**EXERCISE OBJECTIVE:** As soon as the line containing "pub async fn add(&self, comment: &NewComment)" appears in the material below, start returning lines exactly, and end with the line containing "from the backend.".

**SUPPLIED INFORMATION:**
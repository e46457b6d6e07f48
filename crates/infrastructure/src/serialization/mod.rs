//! Deterministic JSON for the session file.

mod json;

pub use json::*;
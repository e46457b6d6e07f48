//! Credential and token types exchanged with the auth endpoints.

use std::fmt;

use serde::{Deserialize, Serialize};

use crate::user::User;

/// Opaque bearer credential issued by the backend.
///
/// `Debug` never prints the secret.
#[derive(Clone, PartialEq, Eq, Serialize, Deserialize)]
#[serde(transparent)]
pub struct AuthToken(String);

impl AuthToken {
    /// Wraps a raw token.
    #[must_use]
    pub fn new(token: impl Into<String>) -> Self {
        Self(token.into())
    }

    /// Returns the raw token.
    #[must_use]
    pub fn expose(&self) -> &str {
        &self.0
    }

    /// Returns the `Authorization` header value for this token.
    #[must_use]
    pub fn bearer_header(&self) -> String {
        format!("Bearer {}", self.0)
    }

    /// Returns true if the token is empty or whitespace.
    #[must_use]
    pub fn is_blank(&self) -> bool {
        self.0.trim().is_empty()
    }
}

impl fmt::Debug for AuthToken {
    fn fmt(&self, f: &mut fmt::Formatter<'_>) -> fmt::Result {
        f.write_str("AuthToken(***)")
    }
}

/// Login credentials.
#[derive(Clone, PartialEq, Eq, Serialize, Deserialize)]
pub struct Credentials {
    /// Account name.
    pub username: String,
    /// Password.
    pub password: String,
}

impl Credentials {
    /// Creates login credentials.
    #[must_use]
    pub fn new(username: impl Into<String>, password: impl Into<String>) -> Self {
        Self {
            username: username.into(),
            password: password.into(),
        }
    }
}

impl fmt::Debug for Credentials {
    fn fmt(&self, f: &mut fmt::Formatter<'_>) -> fmt::Result {
        f.debug_struct("Credentials")
            .field("username", &self.username)
            .field("password", &"***")
            .finish()
    }
}

/// New account data. Uniqueness is checked by the backend.
#[derive(Clone, PartialEq, Eq, Serialize, Deserialize)]
pub struct Registration {
    /// Account name.
    pub username: String,
    /// Contact email.
    pub email: String,
    /// Password.
    pub password: String,
}

impl Registration {
    /// Creates registration data.
    #[must_use]
    pub fn new(
        username: impl Into<String>,
        email: impl Into<String>,
        password: impl Into<String>,
    ) -> Self {
        Self {
            username: username.into(),
            email: email.into(),
            password: password.into(),
        }
    }
}

impl fmt::Debug for Registration {
    fn fmt(&self, f: &mut fmt::Formatter<'_>) -> fmt::Result {
        f.debug_struct("Registration")
            .field("username", &self.username)
            .field("email", &self.email)
            .field("password", &"***")
            .finish()
    }
}

/// Response of `POST /auth/login` and `POST /auth/register`.
#[derive(Debug, Clone, PartialEq, Eq, Serialize, Deserialize)]
pub struct AuthResponse {
    /// Issued bearer token.
    pub token: AuthToken,
    /// The authenticated user.
    pub user: User,
}

/// Response of `GET /auth/me`.
#[derive(Debug, Clone, PartialEq, Eq, Serialize, Deserialize)]
pub struct CurrentUserResponse {
    /// The user the token belongs to.
    pub user: User,
}
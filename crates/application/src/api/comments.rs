//! `/comments` endpoints.

use lifetube_domain::{ApiRequest, Comment, CommentId, NewComment, VideoId};
use serde::Deserialize;

use super::with_json;
use crate::error::GatewayResult;
use crate::gateway::Gateway;

#[derive(Deserialize)]
struct CommentList {
    #[serde(default)]
    comments: Vec<Comment>,
}

#[derive(Deserialize)]
struct Posted {
    #[serde(default)]
    comment: Option<Comment>,
}

/// Comment threads under videos.
#[derive(Debug, Clone)]
pub struct CommentsApi {
    gateway: Gateway,
}

impl CommentsApi {
    /// Creates the namespace.
    #[must_use]
    pub const fn new(gateway: Gateway) -> Self {
        Self { gateway }
    }

    /// `GET /comments/video/:videoId`.
    ///
    /// # Errors
    ///
    /// Returns the gateway error.
    pub async fn list(&self, video: &VideoId) -> GatewayResult<Vec<Comment>> {
        let list: CommentList = self
            .gateway
            .send(ApiRequest::get(format!("/comments/video/{video}")))
            .await?;
        Ok(list.comments)
    }

    /// `POST /comments`. Returns the created comment when the backend echoes it.
    ///
    /// # Errors
    ///
    /// Returns the gateway error.
    pub async fn add(&self, comment: &NewComment) -> GatewayResult<Option<Comment>> {
        let request = with_json(ApiRequest::post("/comments"), comment)?;
        let posted: Option<Posted> = self.gateway.send(request).await?;
        Ok(posted.and_then(|p| p.comment))
    }

    /// Posts a comment, then reloads the thread once the post has succeeded.
    ///
    /// # Errors
    ///
    /// Returns `InvalidRequest` for blank text without sending anything,
    /// otherwise the first failing call's error.
    pub async fn post_and_reload(
        &self,
        video: &VideoId,
        text: &str,
    ) -> GatewayResult<Vec<Comment>> {
        let comment = NewComment::new(video.clone(), text)?;
        self.add(&comment).await?;
        self.list(video).await
    }

    /// `DELETE /comments/:id`.
    ///
    /// # Errors
    ///
    /// Returns `Forbidden` for someone else's comment.
    pub async fn delete(&self, id: &CommentId) -> GatewayResult<()> {
        self.gateway
            .execute(ApiRequest::delete(format!("/comments/{id}")))
            .await
    }
}
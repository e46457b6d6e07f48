//! HTTP transport port

use async_trait::async_trait;
use lifetube_domain::{HttpMethod, RequestBody};

/// A fully resolved request handed to the transport.
#[derive(Debug, Clone, PartialEq)]
pub struct TransportRequest {
    /// HTTP method
    pub method: HttpMethod,
    /// Absolute URL including the query string
    pub url: String,
    /// Headers to send, in order
    pub headers: Vec<(String, String)>,
    /// Request body
    pub body: RequestBody,
}

impl TransportRequest {
    /// Returns the first header value with the given name, case-insensitively.
    #[must_use]
    pub fn header(&self, name: &str) -> Option<&str> {
        self.headers
            .iter()
            .find(|(key, _)| key.eq_ignore_ascii_case(name))
            .map(|(_, value)| value.as_str())
    }
}

/// Raw answer from the backend.
#[derive(Debug, Clone, PartialEq, Eq)]
pub struct TransportResponse {
    /// HTTP status code
    pub status: u16,
    /// Response body bytes
    pub body: Vec<u8>,
}

impl TransportResponse {
    /// Creates a response.
    #[must_use]
    pub const fn new(status: u16, body: Vec<u8>) -> Self {
        Self { status, body }
    }

    /// Creates a response with a JSON body.
    #[must_use]
    pub fn json(status: u16, body: &serde_json::Value) -> Self {
        Self {
            status,
            body: body.to_string().into_bytes(),
        }
    }

    /// Returns true if the status code indicates success (2xx).
    #[must_use]
    pub const fn is_success(&self) -> bool {
        self.status >= 200 && self.status < 300
    }
}

/// Failures where no HTTP response was received.
#[derive(Debug, Clone, PartialEq, Eq, thiserror::Error)]
pub enum TransportError {
    /// The request timed out.
    #[error("request timed out after {timeout_ms}ms")]
    Timeout {
        /// Timeout that elapsed, in milliseconds.
        timeout_ms: u64,
    },

    /// The backend could not be reached.
    #[error("connection failed: {0}")]
    ConnectionFailed(String),

    /// The request could not be built.
    #[error("invalid request: {0}")]
    InvalidRequest(String),

    /// Any other transport failure.
    #[error("{0}")]
    Other(String),
}

/// Port for sending requests to the backend.
///
/// Implementations send exactly what they are given: no retries, no
/// credential handling, no status interpretation.
#[async_trait]
pub trait HttpTransport: Send + Sync {
    /// Sends the request and returns whatever the backend answered.
    ///
    /// # Errors
    ///
    /// Returns an error only when no response was received.
    async fn send(&self, request: TransportRequest) -> Result<TransportResponse, TransportError>;
}
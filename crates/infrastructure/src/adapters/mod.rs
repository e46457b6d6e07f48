//! Port implementations backed by external libraries.

mod reqwest_transport;

pub use reqwest_transport::{DEFAULT_TIMEOUT, ReqwestTransport};
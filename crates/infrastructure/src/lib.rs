//! LifeTube Infrastructure - Adapters and implementations
//!
//! This crate provides concrete implementations of the ports
//! defined in the application layer:
//! - [`ReqwestTransport`] for HTTP
//! - [`FileTokenStorage`] and [`InMemoryTokenStorage`] for the session token
//! - [`ClientSettings`] to wire them from the environment

pub mod adapters;
pub mod http;
pub mod persistence;
pub mod serialization;
pub mod settings;

pub use adapters::{DEFAULT_TIMEOUT, ReqwestTransport};
pub use http::{BodyBuildError, BuiltBody, build_body, load_upload_file};
pub use persistence::{FileTokenStorage, InMemoryTokenStorage};
pub use serialization::{SerializationError, from_json_bytes, to_json_stable_bytes};
pub use settings::{ClientSettings, SettingsError, default_session_file};
//! `/users` endpoints: channel profiles and subscriptions.

use lifetube_domain::{ApiRequest, ChannelProfile, User, UserId, Video};
use serde::{Deserialize, Serialize};
use tracing::warn;

use super::with_json;
use crate::error::GatewayResult;
use crate::gateway::Gateway;

#[derive(Deserialize)]
struct Profile {
    user: ChannelProfile,
}

#[derive(Serialize)]
#[serde(rename_all = "camelCase")]
struct SubscribeBody<'a> {
    channel_id: &'a UserId,
}

#[derive(Deserialize)]
struct Subscribed {
    #[serde(default)]
    subscribed: bool,
}

#[derive(Deserialize)]
struct Subscriptions {
    #[serde(default, alias = "channels")]
    subscriptions: Vec<User>,
}

#[derive(Deserialize)]
struct Feed {
    #[serde(default)]
    videos: Vec<Video>,
}

/// Channel pages and subscriptions.
#[derive(Debug, Clone)]
pub struct UsersApi {
    gateway: Gateway,
}

impl UsersApi {
    /// Creates the namespace.
    #[must_use]
    pub const fn new(gateway: Gateway) -> Self {
        Self { gateway }
    }

    /// `GET /users/:id`.
    ///
    /// # Errors
    ///
    /// Returns `NotFound` for unknown channels.
    pub async fn profile(&self, id: &UserId) -> GatewayResult<ChannelProfile> {
        let profile: Profile = self.gateway.send(ApiRequest::get(format!("/users/{id}"))).await?;
        Ok(profile.user)
    }

    /// `POST /users/subscribe`. Toggles the subscription and returns whether
    /// the caller is now subscribed.
    ///
    /// # Errors
    ///
    /// Returns the gateway error.
    pub async fn toggle_subscription(&self, channel: &UserId) -> GatewayResult<bool> {
        let request = with_json(
            ApiRequest::post("/users/subscribe"),
            &SubscribeBody {
                channel_id: channel,
            },
        )?;
        let answer: Subscribed = self.gateway.send(request).await?;
        Ok(answer.subscribed)
    }

    /// `GET /users/subscriptions/list`.
    ///
    /// # Errors
    ///
    /// Returns the gateway error.
    pub async fn subscriptions(&self) -> GatewayResult<Vec<User>> {
        let list: Subscriptions = self
            .gateway
            .send(ApiRequest::get("/users/subscriptions/list"))
            .await?;
        Ok(list.subscriptions)
    }

    /// `GET /users/subscriptions/feed`: recent videos from subscribed channels.
    ///
    /// # Errors
    ///
    /// Returns the gateway error.
    pub async fn feed(&self) -> GatewayResult<Vec<Video>> {
        let feed: Feed = self
            .gateway
            .send(ApiRequest::get("/users/subscriptions/feed"))
            .await?;
        Ok(feed.videos)
    }

    /// `GET /users/subscriptions/check/:channelId`.
    ///
    /// # Errors
    ///
    /// Returns the gateway error.
    pub async fn is_subscribed(&self, channel: &UserId) -> GatewayResult<bool> {
        let answer: Subscribed = self
            .gateway
            .send(ApiRequest::get(format!("/users/subscriptions/check/{channel}")))
            .await?;
        Ok(answer.subscribed)
    }

    /// Like [`is_subscribed`](Self::is_subscribed), but any failure reads as
    /// not subscribed.
    pub async fn is_subscribed_or_default(&self, channel: &UserId) -> bool {
        self.is_subscribed(channel).await.unwrap_or_else(|e| {
            warn!(channel = %channel, error = %e, "failed to check subscription");
            false
        })
    }
}
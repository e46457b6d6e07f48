use std::io::Write;

use lifetube_application::LifeTubeClient;
use lifetube_domain::{CommentId, VideoId};

use super::require_login;
use crate::cli::CommentsCommand;
use crate::error::CliResult;
use crate::output;

pub async fn run(
    client: &LifeTubeClient,
    out: &mut (dyn Write + Send),
    cmd: CommentsCommand,
) -> CliResult<()> {
    match cmd {
        CommentsCommand::List { video } => {
            let comments = client.comments().list(&VideoId::parse(video)?).await?;
            output::comments(out, &comments)?;
        }
        CommentsCommand::Add { video, text } => {
            require_login(client)?;
            let comments = client
                .comments()
                .post_and_reload(&VideoId::parse(video)?, &text)
                .await?;
            output::comments(out, &comments)?;
        }
        CommentsCommand::Delete { id } => {
            require_login(client)?;
            let id = CommentId::parse(id)?;
            client.comments().delete(&id).await?;
            writeln!(out, "Deleted comment {id}.")?;
        }
    }
    Ok(())
}
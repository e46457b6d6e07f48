//! Typed identifiers for backend-owned entities.
//!
//! The backend issues every identifier; the client only carries them
//! around, so each one is an opaque string with a distinct type.

use std::fmt;

use serde::de::Error as _;
use serde::{Deserialize, Deserializer, Serialize};

use crate::error::{DomainError, DomainResult};

// Ids are spliced into endpoint paths, so each must stay a single segment.
fn is_path_safe(value: &str) -> bool {
    !value.is_empty()
        && value != "."
        && value != ".."
        && !value
            .chars()
            .any(|c| matches!(c, '/' | '\\' | '?' | '#' | '%') || c.is_whitespace() || c.is_control())
}

macro_rules! string_id {
    ($(#[$meta:meta])* $name:ident) => {
        $(#[$meta])*
        #[derive(Debug, Clone, PartialEq, Eq, Hash, PartialOrd, Ord, Serialize)]
        #[serde(transparent)]
        pub struct $name(String);

        // Some backends hand out integer keys; both forms become strings.
        impl<'de> Deserialize<'de> for $name {
            fn deserialize<D: Deserializer<'de>>(deserializer: D) -> Result<Self, D::Error> {
                #[derive(Deserialize)]
                #[serde(untagged)]
                enum Raw {
                    Text(String),
                    Number(i64),
                }

                match Raw::deserialize(deserializer)? {
                    Raw::Text(text) => Self::parse(text).map_err(D::Error::custom),
                    Raw::Number(number) => Ok(Self(number.to_string())),
                }
            }
        }

        impl $name {
            /// Wraps a backend identifier, rejecting values that could not
            /// stand alone as one URL path segment.
            ///
            /// # Errors
            ///
            /// Returns [`DomainError::InvalidIdentifier`] if `value` is blank,
            /// is a dot segment, or contains `/`, `?`, `#`, `%` or whitespace.
            pub fn parse(value: impl Into<String>) -> DomainResult<Self> {
                let value = value.into();
                if !is_path_safe(&value) {
                    return Err(DomainError::InvalidIdentifier(value));
                }
                Ok(Self(value))
            }

            /// Returns the identifier as a string slice.
            #[must_use]
            pub fn as_str(&self) -> &str {
                &self.0
            }
        }

        impl fmt::Display for $name {
            fn fmt(&self, f: &mut fmt::Formatter<'_>) -> fmt::Result {
                f.write_str(&self.0)
            }
        }

        impl AsRef<str> for $name {
            fn as_ref(&self) -> &str {
                &self.0
            }
        }
    };
}

string_id!(
    /// Identifier of a user (also used as a channel identifier).
    UserId
);
string_id!(
    /// Identifier of a video.
    VideoId
);
string_id!(
    /// Identifier of a comment.
    CommentId
);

**SOLUTION TO THIS TASK:**
    pub async fn add(&self, comment: &NewComment) -> GatewayResult<Option<Comment>> {
        let request = with_json(ApiRequest::post("/comments"), comment)?;
        let posted: Option<Posted> = self.gateway.send(request).await?;
        Ok(posted.and_then(|p| p.comment))
    }

    /// Posts a comment, then reloads the thread once the post has succeeded.
    ///
    /// # Errors
    ///
    /// Returns `InvalidRequest` for blank text without sending anything,
    /// otherwise the first failing call's error.
    pub async fn post_and_reload(
        &self,
        video: &VideoId,
        text: &str,
    ) -> GatewayResult<Vec<Comment>> {
        let comment = NewComment::new(video.clone(), text)?;
        self.add(&comment).await?;
        self.list(video).await
    }

    /// `DELETE /comments/:id`.
    ///
    /// # Errors
    ///
    /// Returns `Forbidden` for someone else's comment.
    pub async fn delete(&self, id: &CommentId) -> GatewayResult<()> {
        self.gateway
            .execute(ApiRequest::delete(format!("/comments/{id}")))
            .await
    }
}
repository e46457b6d6e07f48
//! HTTP transport port

use async_trait::async_trait;
use lifetube_domain::{HttpMethod, RequestBody};

/// A fully resolved request handed to the transport.
#[derive(Debug, Clone, PartialEq)]
pub struct TransportRequest {
    /// HTTP method
    pub method: HttpMethod,
    /// Absolute URL including the query string
    pub url: String,
    /// Headers to send, in order
    pub headers: Vec<(String, String)>,
    /// Request body
    pub body: RequestBody,
}

impl TransportRequest {
    /// Returns the first header value with the given name, case-insensitively.
    #[must_use]
    pub fn header(&self, name: &str) -> Option<&str> {
        self.headers
            .iter()
            .find(|(key, _)| key.eq_ignore_ascii_case(name))
            .map(|(_, value)| value.as_str())
    }
}

/// Raw answer from the backend.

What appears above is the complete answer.